## [TASK DETAILS]
Look through the data below and, wherever a line carries the word "crypto", please copy that line.

## [DATA SUPPLIED]
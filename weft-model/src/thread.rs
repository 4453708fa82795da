//! Threads, logs, and the membership document
//!
//! A thread is a named collection of single-writer logs. Each log is
//! described by a [`LogInfo`] descriptor carrying its identity, key
//! material, reachable addresses, and chain tips.

use crate::addr::PeerAddr;
use crate::crypto;
use crate::types::{Cid, LogId, PubKey, SymKey};
use borsh::{BorshDeserialize, BorshSerialize};
use uuid::Uuid;

/// Opaque stable identifier of a thread.
///
/// The string form names the thread's gossip topic.
#[derive(Debug, Clone, Copy, PartialEq, Eq, Hash, PartialOrd, Ord)]
pub struct ThreadId(Uuid);

impl ThreadId {
    /// Mint a fresh random thread id.
    pub fn new_random() -> Self {
        Self(Uuid::new_v4())
    }

    /// The 16 raw bytes of the id.
    pub fn as_bytes(&self) -> &[u8; 16] {
        self.0.as_bytes()
    }

    /// Parse from raw bytes (wire form).
    pub fn from_slice(bytes: &[u8]) -> Result<Self, String> {
        Uuid::from_slice(bytes)
            .map(Self)
            .map_err(|e| format!("invalid thread id: {}", e))
    }
}

impl std::fmt::Display for ThreadId {
    fn fmt(&self, f: &mut std::fmt::Formatter<'_>) -> std::fmt::Result {
        self.0.fmt(f)
    }
}

/// Descriptor of one writer's log within a thread.
///
/// The public key is mandatory for any log we accept. A log with only a
/// follow key is *followable* (its records can be relayed); a log with a
/// read key is additionally *readable* (its event bodies can be decoded).
#[derive(Clone, BorshSerialize, BorshDeserialize)]
pub struct LogInfo {
    /// The log's identity, bound to `pub_key`.
    pub id: LogId,
    /// The log's signing public key.
    pub pub_key: PubKey,
    /// Symmetric key for the record envelope, if held.
    pub follow_key: Option<SymKey>,
    /// Symmetric key for event bodies, if held.
    pub read_key: Option<SymKey>,
    /// Addresses the log is reachable through, in discovery order.
    pub addrs: Vec<PeerAddr>,
    /// Known chain tips.
    pub heads: Vec<Cid>,
    /// The signing key, present only for logs this host writes.
    /// Never serialized or sent over the wire.
    #[borsh(skip)]
    pub priv_key: Option<ed25519_dalek::SigningKey>,
}

impl LogInfo {
    /// Mint a fresh local log: new keypair, new follow and read keys,
    /// reachable at the given address.
    pub fn generate(addr: PeerAddr) -> Self {
        let signing_key = ed25519_dalek::SigningKey::generate(&mut rand::rngs::OsRng);
        let pub_key = PubKey::from(signing_key.verifying_key().to_bytes());
        Self {
            id: LogId::from_public_key(&pub_key),
            pub_key,
            follow_key: Some(crypto::generate_sym_key()),
            read_key: Some(crypto::generate_sym_key()),
            addrs: vec![addr],
            heads: Vec::new(),
            priv_key: Some(signing_key),
        }
    }

    /// A copy without the signing key, safe to hand to other components.
    pub fn public_view(&self) -> Self {
        Self {
            priv_key: None,
            ..self.clone()
        }
    }
}

impl std::fmt::Debug for LogInfo {
    fn fmt(&self, f: &mut std::fmt::Formatter<'_>) -> std::fmt::Result {
        f.debug_struct("LogInfo")
            .field("id", &self.id)
            .field("followable", &self.follow_key.is_some())
            .field("readable", &self.read_key.is_some())
            .field("writable", &self.priv_key.is_some())
            .field("addrs", &self.addrs)
            .field("heads", &self.heads)
            .finish()
    }
}

/// Summary of a thread: the set of logs it is known to contain.
#[derive(Debug, Clone, Default)]
pub struct ThreadInfo {
    pub logs: Vec<LogId>,
}

impl ThreadInfo {
    pub fn new(logs: Vec<LogId>) -> Self {
        Self { logs }
    }
}

/// The role this peer occupies with respect to a thread, derived from the
/// key material the directory holds. Own-log creation is only possible for
/// readers.
#[derive(Debug, Clone, Copy, PartialEq, Eq)]
pub enum ThreadRole {
    /// The thread is unknown here.
    Absent,
    /// Follow keys only: records can be relayed but bodies not decoded.
    Follower,
    /// At least one read key: full participant.
    Reader,
}

/// The membership document carried in bootstrap and log-update event bodies:
/// a set of log descriptors, and whether the recipient is being admitted as
/// a reader (read keys included) or a mere follower.
///
/// Serialization is canonical Borsh; the wire carries the opaque bytes
/// inside a sealed event body.
#[derive(Debug, Clone, BorshSerialize, BorshDeserialize)]
pub struct Logs {
    logs: Vec<LogInfo>,
    readable: bool,
}

impl Logs {
    /// Build a membership document. When `readable` is false the read keys
    /// are stripped from every descriptor: the recipient is admitted as a
    /// follower. Signing keys never enter the document.
    pub fn new(logs: Vec<LogInfo>, readable: bool) -> Self {
        let logs = logs
            .into_iter()
            .map(|mut lg| {
                lg.priv_key = None;
                if !readable {
                    lg.read_key = None;
                }
                lg
            })
            .collect();
        Self { logs, readable }
    }

    /// The log descriptors.
    pub fn logs(&self) -> &[LogInfo] {
        &self.logs
    }

    /// Whether any descriptor carries a read key.
    pub fn readable(&self) -> bool {
        self.readable && self.logs.iter().any(|lg| lg.read_key.is_some())
    }

    /// Serialize to canonical Borsh bytes.
    pub fn to_borsh(&self) -> Vec<u8> {
        borsh::to_vec(self).expect("borsh serialization cannot fail")
    }

    /// Deserialize from Borsh bytes.
    pub fn from_borsh(bytes: &[u8]) -> Result<Self, borsh::io::Error> {
        borsh::from_slice(bytes)
    }
}

#[cfg(test)]
mod tests {
    use super::*;
    use crate::types::PeerId;

    fn own_addr() -> PeerAddr {
        PeerAddr::new(PeerId([1u8; 32]))
    }

    #[test]
    fn generate_binds_id_to_key() {
        let lg = LogInfo::generate(own_addr());
        assert!(lg.id.matches(&lg.pub_key));
        assert!(lg.priv_key.is_some());
        assert!(lg.follow_key.is_some());
        assert!(lg.read_key.is_some());
    }

    #[test]
    fn public_view_drops_signing_key() {
        let lg = LogInfo::generate(own_addr());
        assert!(lg.public_view().priv_key.is_none());
    }

    #[test]
    fn readable_logs_keep_read_keys() {
        let lg = LogInfo::generate(own_addr());
        let doc = Logs::new(vec![lg], true);
        assert!(doc.readable());
        assert!(doc.logs()[0].read_key.is_some());
        assert!(doc.logs()[0].priv_key.is_none());
    }

    #[test]
    fn follower_logs_strip_read_keys() {
        let lg = LogInfo::generate(own_addr());
        let doc = Logs::new(vec![lg], false);
        assert!(!doc.readable());
        assert!(doc.logs()[0].read_key.is_none());
        assert!(doc.logs()[0].follow_key.is_some());
    }

    #[test]
    fn borsh_roundtrip() {
        let lg = LogInfo::generate(own_addr());
        let doc = Logs::new(vec![lg.clone()], true);
        let bytes = doc.to_borsh();
        let decoded = Logs::from_borsh(&bytes).unwrap();
        assert_eq!(decoded.logs().len(), 1);
        assert_eq!(decoded.logs()[0].id, lg.id);
        assert_eq!(decoded.logs()[0].pub_key, lg.pub_key);
        assert_eq!(decoded.logs()[0].read_key, lg.read_key);
        assert!(decoded.logs()[0].priv_key.is_none());
        assert!(decoded.readable());
    }

    #[test]
    fn thread_id_wire_roundtrip() {
        let tid = ThreadId::new_random();
        let back = ThreadId::from_slice(tid.as_bytes()).unwrap();
        assert_eq!(tid, back);
        assert!(ThreadId::from_slice(&[1, 2, 3]).is_err());
    }
}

## [ANSWER TO THE EXERCISE]
use crate::crypto;
            follow_key: Some(crypto::generate_sym_key()),
            read_key: Some(crypto::generate_sym_key()),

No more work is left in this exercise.